Step 10 — Generate Installation Files

mkdir /var/www/html/ocp4
cp ~/ocp4-metal-install/install-config.yaml /var/www/html/ocp4
ℹ️
Edit install-config.yaml before proceeding: insert your Pull Secret and SSH public key. See the Configuration Details section below for guidance.
# Generate Kubernetes manifests
~/openshift-install create manifests --dir /var/www/html/ocp4

To control whether workloads can run on Control Plane nodes, edit the scheduler manifest:

ls ~/ocp-install/manifests/cluster-scheduler-02-config.yml

# Set mastersSchedulable: true  → allow workloads on masters
# Set mastersSchedulable: false → prevent workloads (default)
# Generate Ignition configs and auth files
~/openshift-install create ignition-configs --dir /var/www/html/ocp4

Step 11 — Host RHCOS Image and Set Permissions

# Move the RHCOS metal image to the web server
mv ~/rhcos-X.X.X-x86_64-metal.x86_64.raw.gz /var/www/html/ocp4/rhcos

# Set correct SELinux context, ownership, and permissions
chcon -R -t httpd_sys_content_t /var/www/html/ocp4/
chown -R apache: /var/www/html/ocp4/
chmod 755 /var/www/html/ocp4/

# Confirm all files are accessible
curl localhost:8080/ocp4/

Step 12 — Boot Cluster Nodes

Boot each node type using the RHCOS ISO or PXE, passing the appropriate Ignition file URL via kernel arguments.

You boot your nodes using the RHCOS (Red Hat Enterprise Linux CoreOS) ISO or PXE. During the boot process, you must pass a kernel argument to tell the node where its "brain" (Ignition file) is:coreos.inst.ignition_url=http:///bootstrap.ign
Order of Operations:

  • 1. Start Bootstrap node.
  • 2. Start 3 Master nodes.
  • 3. Wait for the API to come up.
  • 4. Start Worker nodes.

# Bootstrap Node
sudo coreos-installer install /dev/sda \
  -u http://192.168.22.1:8080/ocp4/rhcos \
  -I http://192.168.22.1:8080/ocp4/bootstrap.ign \
  --insecure --insecure-ignition

# Control Plane (Master) Nodes
sudo coreos-installer install /dev/sda \
  -u http://192.168.22.1:8080/ocp4/rhcos \
  -I http://192.168.22.1:8080/ocp4/master.ign \
  --insecure --insecure-ignition

# Worker Nodes
sudo coreos-installer install /dev/sda \
  -u http://192.168.22.1:8080/ocp4/rhcos \
  -I http://192.168.22.1:8080/ocp4/worker.ign \
  --insecure --insecure-ignition

Step 13 — Monitor Bootstrap & Finalize

# Monitor bootstrap progress from the Helper Node
~/openshift-install --dir /var/www/html/ocp4/ wait-for bootstrap-complete --log-level=debug

Once bootstrapping completes, remove the Bootstrap node from HAProxy and shut it down:

# Remove ocp-bootstrap from /etc/haproxy/haproxy.cfg, then reload
systemctl reload haproxy

# Approve Worker CSRs so workers can join the cluster
oc get csr
oc adm certificate approve <csr-name>

# Verify all nodes are Ready
oc get nodes

Step 14 — Post-Installation

# Retrieve console URL and kubeadmin password
cat ~/ocp-install/auth/console-url
cat ~/ocp-install/auth/kubeadmin-password
  • Configure Storage: Define StorageClasses (NFS, OCS, or local storage) so applications can persist data.

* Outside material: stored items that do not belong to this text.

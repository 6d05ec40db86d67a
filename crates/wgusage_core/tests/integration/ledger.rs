use chrono::{NaiveDateTime, SubsecRound, TimeDelta, Utc};
use matches::assert_matches;
use wgusage_common::db::models::{Interface, Peer};
use wgusage_core::{
    UsageError,
    ledger::{CycleSummary, reconcile, reset, update},
    source::parse_dump,
};

use crate::common::{FakeSource, db_state, dump, memory_pool, snapshot};

fn now() -> NaiveDateTime {
    Utc::now().naive_utc()
}

async fn totals(pool: &sqlx::SqlitePool, peer_id: &str) -> (i64, i64) {
    let peer = Peer::find(pool, "wg0", peer_id).await.unwrap().unwrap();
    (peer.total_rx, peer.total_tx)
}

#[tokio::test]
async fn test_counter_reset_scenario() {
    let pool = memory_pool().await;

    reconcile(&pool, &snapshot(&[("peer", 100, 1000, 500)]), now())
        .await
        .unwrap();
    assert_eq!(totals(&pool, "peer").await, (1000, 500));

    reconcile(&pool, &snapshot(&[("peer", 100, 1500, 500)]), now())
        .await
        .unwrap();
    assert_eq!(totals(&pool, "peer").await, (1500, 500));

    // interface restarted, live counters start from zero again
    let summary = reconcile(&pool, &snapshot(&[("peer", 200, 200, 100)]), now())
        .await
        .unwrap();
    assert_eq!(summary.counter_resets, 1);
    assert_eq!((summary.accrued_rx, summary.accrued_tx), (0, 0));
    assert_eq!(totals(&pool, "peer").await, (1500, 500));
    let peer = Peer::find(&pool, "wg0", "peer").await.unwrap().unwrap();
    assert_eq!((peer.transfer_rx, peer.transfer_tx), (200, 100));

    reconcile(&pool, &snapshot(&[("peer", 300, 700, 300)]), now())
        .await
        .unwrap();
    assert_eq!(totals(&pool, "peer").await, (2000, 700));
}

#[tokio::test]
async fn test_monotonic_counters_telescope() {
    let pool = memory_pool().await;
    let samples = [(40, 10), (40, 25), (90, 25), (1_000, 400), (5_000, 400), (5_001, 900)];

    for (cycle, (rx, tx)) in samples.iter().enumerate() {
        let handshake = 1_700_000_000 + cycle as i64;
        reconcile(&pool, &snapshot(&[("peer", handshake, *rx, *tx)]), now())
            .await
            .unwrap();
    }

    // the first sighting counts in full, every later delta telescopes up to the last sample
    let (last_rx, last_tx) = samples[samples.len() - 1];
    assert_eq!(totals(&pool, "peer").await, (last_rx, last_tx));
}

#[tokio::test]
async fn test_identical_snapshot_is_noop() {
    let pool = memory_pool().await;
    let peers = [("a", 1_700_000_000, 1000, 500), ("b", 0, 0, 0)];

    reconcile(&pool, &snapshot(&peers), now()).await.unwrap();
    let before = Peer::all(&pool).await.unwrap();

    let summary = reconcile(&pool, &snapshot(&peers), now()).await.unwrap();
    assert_eq!(
        summary,
        CycleSummary {
            interfaces: 1,
            peers_unchanged: 2,
            ..Default::default()
        }
    );
    assert_eq!(Peer::all(&pool).await.unwrap(), before);
}

#[tokio::test]
async fn test_first_sighting_and_summary() {
    let pool = memory_pool().await;

    let summary = reconcile(
        &pool,
        &snapshot(&[("a", 1_700_000_000, 1000, 500), ("b", 0, 24, 12)]),
        now(),
    )
    .await
    .unwrap();
    assert_eq!(summary.peers_inserted, 2);
    assert_eq!((summary.accrued_rx, summary.accrued_tx), (1024, 512));
    assert_eq!(totals(&pool, "a").await, (1000, 500));
    assert_eq!(totals(&pool, "b").await, (24, 12));
}

#[tokio::test]
async fn test_absent_peers_keep_totals() {
    let pool = memory_pool().await;

    reconcile(
        &pool,
        &snapshot(&[("stays", 10, 100, 100), ("leaves", 10, 4096, 2048)]),
        now(),
    )
    .await
    .unwrap();
    reconcile(&pool, &snapshot(&[("stays", 20, 300, 100)]), now())
        .await
        .unwrap();
    // interface disappeared entirely
    reconcile(&pool, &Default::default(), now()).await.unwrap();

    assert_eq!(totals(&pool, "stays").await, (300, 100));
    assert_eq!(totals(&pool, "leaves").await, (4096, 2048));
    assert_eq!(Interface::all(&pool).await.unwrap().len(), 1);
}

#[tokio::test]
async fn test_interface_update_is_last_write_wins() {
    let pool = memory_pool().await;
    let second = now().trunc_subsecs(0);
    let first = second - TimeDelta::hours(1);

    reconcile(&pool, &snapshot(&[("peer", 10, 100, 100)]), first)
        .await
        .unwrap();
    let changed = dump(&[("peer", 10, 100, 100)]).replace("51820\toff", "51821\t0x10");
    reconcile(&pool, &parse_dump(&changed).unwrap(), second)
        .await
        .unwrap();

    let interface = Interface::find_by_name(&pool, "wg0").await.unwrap().unwrap();
    assert_eq!(interface.listen_port, Some(51821));
    assert_eq!(interface.fwmark, Some(0x10));
    assert_eq!(interface.last_updated, second);
    // the upsert must not drop owned peers
    assert_eq!(totals(&pool, "peer").await, (100, 100));
}

#[tokio::test]
async fn test_failed_cycle_leaves_state_untouched() {
    let pool = memory_pool().await;
    reconcile(
        &pool,
        &snapshot(&[("a", 10, 1000, 500), ("m", 10, 10, 10)]),
        now() - TimeDelta::minutes(5),
    )
    .await
    .unwrap();
    let before = db_state(&pool).await;

    // simulated storage fault on a write late in the cycle
    sqlx::query(
        "CREATE TRIGGER fail_poison BEFORE INSERT ON peers WHEN NEW.peer_id = 'z-poison' \
        BEGIN SELECT RAISE(ABORT, 'simulated storage fault'); END",
    )
    .execute(&pool)
    .await
    .unwrap();

    // `a` and `m` are written before `z-poison` fails
    let result = reconcile(
        &pool,
        &snapshot(&[
            ("a", 20, 5000, 2500),
            ("m", 20, 20, 20),
            ("z-poison", 20, 1, 1),
        ]),
        now(),
    )
    .await;
    assert_matches!(result, Err(UsageError::StorageError(_)));
    assert_eq!(db_state(&pool).await, before);
}

#[tokio::test]
async fn test_update_with_unavailable_source() {
    let pool = memory_pool().await;
    update(
        &pool,
        &FakeSource(Some(dump(&[("peer", 10, 100, 50)]))),
        now(),
    )
    .await
    .unwrap();
    let before = db_state(&pool).await;

    assert_matches!(
        update(&pool, &FakeSource(None), now()).await,
        Err(UsageError::SourceUnavailable(_))
    );
    assert_matches!(
        update(&pool, &FakeSource(Some("garbage\n".into())), now()).await,
        Err(UsageError::MalformedSnapshot(_))
    );
    assert_eq!(db_state(&pool).await, before);
}

#[tokio::test]
async fn test_reset_and_reappearing_peer() {
    let pool = memory_pool().await;
    reconcile(&pool, &snapshot(&[("peer", 10, 1000, 500)]), now())
        .await
        .unwrap();
    reconcile(&pool, &snapshot(&[("peer", 20, 3000, 900)]), now())
        .await
        .unwrap();
    assert_eq!(totals(&pool, "peer").await, (3000, 900));

    assert_eq!(reset(&pool).await.unwrap(), 1);
    assert!(Interface::all(&pool).await.unwrap().is_empty());
    assert!(Peer::all(&pool).await.unwrap().is_empty());

    // after a full reset the peer starts over from its raw counters
    reconcile(&pool, &snapshot(&[("peer", 30, 3500, 1000)]), now())
        .await
        .unwrap();
    assert_eq!(totals(&pool, "peer").await, (3500, 1000));
}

See the Configure Storage section below.
  • Set Up Identity Providers: Replace the temporary kubeadmin user with a permanent solution such as LDAP or OAuth. See the Identity Providers section below.

Configure Storage Post-Install

Once the cluster is healthy and all nodes are Ready, you must configure persistent storage. Without a working StorageClass, the internal image registry, monitoring stack, and most operators cannot persist data.

ℹ️
Why this matters immediately: The OpenShift internal image registry is set to Removed or EmptyDir by default after a UPI install. You must back it with persistent storage before pushing any images.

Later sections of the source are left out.